● PROVIDED DATA

******************************

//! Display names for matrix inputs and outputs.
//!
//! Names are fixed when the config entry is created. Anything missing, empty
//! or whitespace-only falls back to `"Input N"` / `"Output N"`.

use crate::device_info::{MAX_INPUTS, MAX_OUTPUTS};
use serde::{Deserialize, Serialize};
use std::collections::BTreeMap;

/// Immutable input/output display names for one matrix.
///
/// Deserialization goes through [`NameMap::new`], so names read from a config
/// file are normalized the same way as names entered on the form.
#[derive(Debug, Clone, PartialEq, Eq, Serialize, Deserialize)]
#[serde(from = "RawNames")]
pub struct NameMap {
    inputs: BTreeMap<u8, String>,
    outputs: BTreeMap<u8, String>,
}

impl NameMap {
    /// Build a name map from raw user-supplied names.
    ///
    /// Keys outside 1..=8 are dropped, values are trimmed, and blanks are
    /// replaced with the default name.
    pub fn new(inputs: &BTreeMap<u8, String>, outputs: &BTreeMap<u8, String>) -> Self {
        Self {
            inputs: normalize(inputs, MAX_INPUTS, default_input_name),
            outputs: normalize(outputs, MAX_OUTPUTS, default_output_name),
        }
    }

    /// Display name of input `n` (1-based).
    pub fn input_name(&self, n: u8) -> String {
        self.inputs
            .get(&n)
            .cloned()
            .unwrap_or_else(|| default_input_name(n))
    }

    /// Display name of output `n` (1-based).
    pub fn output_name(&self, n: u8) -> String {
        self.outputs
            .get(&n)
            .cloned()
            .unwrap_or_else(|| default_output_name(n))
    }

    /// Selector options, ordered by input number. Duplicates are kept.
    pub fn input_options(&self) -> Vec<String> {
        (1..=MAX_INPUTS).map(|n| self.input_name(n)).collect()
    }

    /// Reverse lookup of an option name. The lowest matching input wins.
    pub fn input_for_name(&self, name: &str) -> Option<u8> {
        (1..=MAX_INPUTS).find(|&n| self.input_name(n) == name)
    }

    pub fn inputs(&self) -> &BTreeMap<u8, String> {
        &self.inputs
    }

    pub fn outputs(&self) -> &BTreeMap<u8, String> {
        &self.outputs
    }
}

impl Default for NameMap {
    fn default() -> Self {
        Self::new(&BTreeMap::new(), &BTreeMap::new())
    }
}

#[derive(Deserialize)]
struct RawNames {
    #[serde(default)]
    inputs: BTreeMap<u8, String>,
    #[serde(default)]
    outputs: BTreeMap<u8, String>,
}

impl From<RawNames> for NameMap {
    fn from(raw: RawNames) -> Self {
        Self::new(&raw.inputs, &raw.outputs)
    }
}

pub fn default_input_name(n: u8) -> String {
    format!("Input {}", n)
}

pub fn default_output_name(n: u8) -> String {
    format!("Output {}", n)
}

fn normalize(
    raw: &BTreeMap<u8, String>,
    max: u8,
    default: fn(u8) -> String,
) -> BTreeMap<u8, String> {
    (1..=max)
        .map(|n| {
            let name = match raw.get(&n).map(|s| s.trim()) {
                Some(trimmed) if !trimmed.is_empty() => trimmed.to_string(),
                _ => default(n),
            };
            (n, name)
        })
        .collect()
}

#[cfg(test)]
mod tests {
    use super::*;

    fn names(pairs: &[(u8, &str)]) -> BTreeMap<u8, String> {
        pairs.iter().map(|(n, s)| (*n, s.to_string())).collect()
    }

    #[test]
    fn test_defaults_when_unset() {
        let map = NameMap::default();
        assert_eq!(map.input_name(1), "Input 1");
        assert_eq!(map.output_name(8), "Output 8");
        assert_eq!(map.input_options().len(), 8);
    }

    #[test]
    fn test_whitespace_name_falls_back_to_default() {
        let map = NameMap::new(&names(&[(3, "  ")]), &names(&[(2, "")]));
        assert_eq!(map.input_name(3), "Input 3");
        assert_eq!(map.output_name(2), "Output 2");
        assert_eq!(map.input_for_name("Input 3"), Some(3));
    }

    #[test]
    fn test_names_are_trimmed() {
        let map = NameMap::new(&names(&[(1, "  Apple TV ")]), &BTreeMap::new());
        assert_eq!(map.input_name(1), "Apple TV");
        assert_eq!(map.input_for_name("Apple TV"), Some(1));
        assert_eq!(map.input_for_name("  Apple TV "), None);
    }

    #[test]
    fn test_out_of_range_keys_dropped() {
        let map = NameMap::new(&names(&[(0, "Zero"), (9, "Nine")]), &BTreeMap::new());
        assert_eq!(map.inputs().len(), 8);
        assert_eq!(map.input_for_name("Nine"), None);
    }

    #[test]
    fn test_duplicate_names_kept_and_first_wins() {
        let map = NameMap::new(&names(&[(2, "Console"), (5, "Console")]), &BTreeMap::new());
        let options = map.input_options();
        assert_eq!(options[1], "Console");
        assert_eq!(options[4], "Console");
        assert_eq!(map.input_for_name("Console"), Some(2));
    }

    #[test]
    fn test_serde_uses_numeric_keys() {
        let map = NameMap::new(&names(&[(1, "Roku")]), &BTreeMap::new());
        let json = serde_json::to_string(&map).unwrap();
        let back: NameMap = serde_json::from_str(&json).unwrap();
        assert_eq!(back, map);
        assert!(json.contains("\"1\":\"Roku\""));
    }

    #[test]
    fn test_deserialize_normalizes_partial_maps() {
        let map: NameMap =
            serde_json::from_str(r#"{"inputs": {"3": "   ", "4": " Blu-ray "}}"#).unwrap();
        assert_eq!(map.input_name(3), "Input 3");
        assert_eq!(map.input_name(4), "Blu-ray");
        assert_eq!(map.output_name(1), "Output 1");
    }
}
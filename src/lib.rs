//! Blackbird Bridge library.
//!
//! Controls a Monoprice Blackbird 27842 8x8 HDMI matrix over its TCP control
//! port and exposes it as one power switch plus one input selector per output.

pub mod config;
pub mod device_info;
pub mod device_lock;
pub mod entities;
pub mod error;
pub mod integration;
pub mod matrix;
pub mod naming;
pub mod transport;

******************************

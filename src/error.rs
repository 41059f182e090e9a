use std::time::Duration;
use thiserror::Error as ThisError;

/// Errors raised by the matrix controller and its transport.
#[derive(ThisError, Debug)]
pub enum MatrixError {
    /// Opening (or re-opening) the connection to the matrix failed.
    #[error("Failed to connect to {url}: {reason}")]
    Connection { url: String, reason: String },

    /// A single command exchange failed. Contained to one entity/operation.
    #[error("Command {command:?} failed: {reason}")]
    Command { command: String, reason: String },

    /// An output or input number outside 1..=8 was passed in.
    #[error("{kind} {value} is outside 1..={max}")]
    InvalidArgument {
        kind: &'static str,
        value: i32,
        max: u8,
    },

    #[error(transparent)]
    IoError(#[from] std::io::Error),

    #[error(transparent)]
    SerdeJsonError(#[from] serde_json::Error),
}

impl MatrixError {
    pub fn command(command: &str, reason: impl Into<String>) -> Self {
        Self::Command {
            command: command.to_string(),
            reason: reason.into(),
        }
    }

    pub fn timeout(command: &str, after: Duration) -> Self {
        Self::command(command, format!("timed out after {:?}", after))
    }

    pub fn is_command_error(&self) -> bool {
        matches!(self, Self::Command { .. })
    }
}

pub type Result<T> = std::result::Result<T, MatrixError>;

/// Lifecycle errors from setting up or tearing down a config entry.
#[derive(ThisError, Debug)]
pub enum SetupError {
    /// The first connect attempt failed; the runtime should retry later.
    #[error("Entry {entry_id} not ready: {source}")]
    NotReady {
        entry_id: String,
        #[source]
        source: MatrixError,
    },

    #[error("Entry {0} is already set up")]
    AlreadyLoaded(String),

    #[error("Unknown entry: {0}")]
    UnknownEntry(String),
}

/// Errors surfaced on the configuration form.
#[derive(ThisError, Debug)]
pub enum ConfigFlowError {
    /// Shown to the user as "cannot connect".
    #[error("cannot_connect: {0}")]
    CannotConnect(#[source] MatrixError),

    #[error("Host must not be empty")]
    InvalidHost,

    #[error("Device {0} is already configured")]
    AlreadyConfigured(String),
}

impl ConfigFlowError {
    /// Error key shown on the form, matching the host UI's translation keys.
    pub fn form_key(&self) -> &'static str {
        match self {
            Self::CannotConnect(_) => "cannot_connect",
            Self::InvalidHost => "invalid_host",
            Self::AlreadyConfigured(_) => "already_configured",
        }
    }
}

******************************

● EXERCISE OBJECTIVE
Read the records above. Show each line that has the string "Blackbird".

● RESULT
//! Blackbird Bridge library.
//! Controls a Monoprice Blackbird 27842 8x8 HDMI matrix over its TCP control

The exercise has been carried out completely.